Problem details:
Please return all of the material exactly, with no line missing.

═════ Data for review ═════

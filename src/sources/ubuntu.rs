//! Ubuntu reference data: supported releases and glibc versions.

use serde::Deserialize;

use crate::cache::{CacheError, CompatibilityCache, ReferenceSource};
use crate::core::distro::Distro;
use crate::core::version::normalize_package_version;
use crate::sources::packages::{fetch_packages_index, package_field};
use crate::sources::{ReleaseNames, VersionTable};

/// Launchpad API listing every Ubuntu series.
pub const LAUNCHPAD_SERIES_URL: &str = "https://api.launchpad.net/devel/ubuntu/series";

#[derive(Debug, Deserialize)]
#[serde(untagged)]
enum SeriesResponse {
    Collection { entries: Vec<Series> },
    List(Vec<Series>),
}

#[derive(Debug, Deserialize)]
struct Series {
    #[serde(default)]
    name: Option<String>,
    #[serde(default)]
    displayname: Option<String>,
    #[serde(default)]
    supported: bool,
}

/// Names of the currently supported Ubuntu releases (`jammy`, `noble`, ...).
///
/// Ubuntu has no rolling aliases, so the names are used directly.
#[derive(Debug, Clone, Copy, Default)]
pub struct UbuntuReleaseNames;

impl ReferenceSource for UbuntuReleaseNames {
    type Payload = ReleaseNames;
    /// JSON body of the Launchpad response
    type Raw = String;

    fn cache_key(&self) -> String {
        "ubuntu_release_names.json".to_string()
    }

    fn fetch_latest(&self, cache: &CompatibilityCache) -> Result<Self::Raw, CacheError> {
        tracing::info!("fetching Ubuntu releases from Launchpad");
        Ok(cache.http().get_text(LAUNCHPAD_SERIES_URL, None)?)
    }

    fn parse(&self, raw: Self::Raw) -> Result<Self::Payload, CacheError> {
        let response: SeriesResponse = serde_json::from_str(&raw)
            .map_err(|e| CacheError::malformed(self.cache_key(), e.to_string()))?;

        let series = match response {
            SeriesResponse::Collection { entries } => entries,
            SeriesResponse::List(series) => series,
        };

        let names: ReleaseNames = series
            .into_iter()
            .filter(|s| s.supported)
            .filter_map(|s| s.name.or_else(|| s.displayname.map(|d| d.to_lowercase())))
            .collect();

        if names.is_empty() {
            return Err(CacheError::malformed(
                self.cache_key(),
                "no supported releases listed",
            ));
        }

        Ok(names)
    }
}

/// `libc6` version per supported Ubuntu release, from the archive indices.
///
/// Releases come from the cached release names unless a list is given.
#[derive(Debug, Clone, Default)]
pub struct UbuntuGlibcVersions {
    releases: Option<ReleaseNames>,
}

impl UbuntuGlibcVersions {
    pub fn new() -> Self {
        Self::default()
    }

    /// Fetch exactly `releases`.
    pub fn with_releases(mut self, releases: ReleaseNames) -> Self {
        self.releases = Some(releases);
        self
    }
}

impl ReferenceSource for UbuntuGlibcVersions {
    type Payload = VersionTable;
    /// `(release, Packages index)`
    type Raw = Vec<(String, String)>;

    fn cache_key(&self) -> String {
        "ubuntu_glibc_versions.json".to_string()
    }

    fn fetch_latest(&self, cache: &CompatibilityCache) -> Result<Self::Raw, CacheError> {
        let releases = match &self.releases {
            Some(releases) => releases.clone(),
            None => cache.get(&UbuntuReleaseNames, false)?,
        };

        releases
            .into_iter()
            .map(|release| -> Result<(String, String), CacheError> {
                let index =
                    fetch_packages_index(cache.http(), cache.mirrors(), Distro::Ubuntu, &release)?;
                Ok((release, index))
            })
            .collect()
    }

    fn parse(&self, raw: Self::Raw) -> Result<Self::Payload, CacheError> {
        let mut versions = VersionTable::new();

        for (release, index) in raw {
            let version = package_field(&index, "libc6", "Version").ok_or_else(|| {
                CacheError::malformed(
                    self.cache_key(),
                    format!("no libc6 package in the {} index", release),
                )
            })?;

            versions.insert(release, normalize_package_version(&version, 3));
        }

        Ok(versions)
    }
}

═════

Solution to the exercise:
filename src/sources/ubuntu.rs
//! Ubuntu reference data: supported releases and glibc versions.

use serde::Deserialize;

use crate::cache::{CacheError, CompatibilityCache, ReferenceSource};
use crate::core::distro::Distro;
use crate::core::version::normalize_package_version;
use crate::sources::packages::{fetch_packages_index, package_field};
use crate::sources::{ReleaseNames, VersionTable};

/// Launchpad API listing every Ubuntu series.
pub const LAUNCHPAD_SERIES_URL: &str = "https://api.launchpad.net/devel/ubuntu/series";

#[derive(Debug, Deserialize)]
#[serde(untagged)]
enum SeriesResponse {
    Collection { entries: Vec<Series> },
    List(Vec<Series>),
}

#[derive(Debug, Deserialize)]
struct Series {
    #[serde(default)]
    name: Option<String>,
    #[serde(default)]
    displayname: Option<String>,
    #[serde(default)]
    supported: bool,
}

/// Names of the currently supported Ubuntu releases (`jammy`, `noble`, ...).
///
/// Ubuntu has no rolling aliases, so the names are used directly.
#[derive(Debug, Clone, Copy, Default)]
pub struct UbuntuReleaseNames;

impl ReferenceSource for UbuntuReleaseNames {
    type Payload = ReleaseNames;
    /// JSON body of the Launchpad response
    type Raw = String;

    fn cache_key(&self) -> String {
        "ubuntu_release_names.json".to_string()
    }

    fn fetch_latest(&self, cache: &CompatibilityCache) -> Result<Self::Raw, CacheError> {
        tracing::info!("fetching Ubuntu releases from Launchpad");
        Ok(cache.http().get_text(LAUNCHPAD_SERIES_URL, None)?)
    }

    fn parse(&self, raw: Self::Raw) -> Result<Self::Payload, CacheError> {
        let response: SeriesResponse = serde_json::from_str(&raw)
            .map_err(|e| CacheError::malformed(self.cache_key(), e.to_string()))?;

        let series = match response {
            SeriesResponse::Collection { entries } => entries,
            SeriesResponse::List(series) => series,
        };

        let names: ReleaseNames = series
            .into_iter()
            .filter(|s| s.supported)
            .filter_map(|s| s.name.or_else(|| s.displayname.map(|d| d.to_lowercase())))
            .collect();

        if names.is_empty() {
            return Err(CacheError::malformed(
                self.cache_key(),
                "no supported releases listed",
            ));
        }

        Ok(names)
    }
}

/// `libc6` version per supported Ubuntu release, from the archive indices.
///
/// Releases come from the cached release names unless a list is given.
#[derive(Debug, Clone, Default)]
pub struct UbuntuGlibcVersions {
    releases: Option<ReleaseNames>,
}

impl UbuntuGlibcVersions {
    pub fn new() -> Self {
        Self::default()
    }

    /// Fetch exactly `releases`.
    pub fn with_releases(mut self, releases: ReleaseNames) -> Self {
        self.releases = Some(releases);
        self
    }
}

impl ReferenceSource for UbuntuGlibcVersions {
    type Payload = VersionTable;
    /// `(release, Packages index)`
    type Raw = Vec<(String, String)>;

    fn cache_key(&self) -> String {
        "ubuntu_glibc_versions.json".to_string()
    }

    fn fetch_latest(&self, cache: &CompatibilityCache) -> Result<Self::Raw, CacheError> {
        let releases = match &self.releases {
            Some(releases) => releases.clone(),
            None => cache.get(&UbuntuReleaseNames, false)?,
        };

        releases
            .into_iter()
            .map(|release| -> Result<(String, String), CacheError> {
                let index =
                    fetch_packages_index(cache.http(), cache.mirrors(), Distro::Ubuntu, &release)?;
                Ok((release, index))
            })
            .collect()
    }

    fn parse(&self, raw: Self::Raw) -> Result<Self::Payload, CacheError> {
        let mut versions = VersionTable::new();

        for (release, index) in raw {
            let version = package_field(&index, "libc6", "Version").ok_or_else(|| {
                CacheError::malformed(
                    self.cache_key(),
                    format!("no libc6 package in the {} index", release),
                )
            })?;

            versions.insert(release, normalize_package_version(&version, 3));
        }

        Ok(versions)
    }
}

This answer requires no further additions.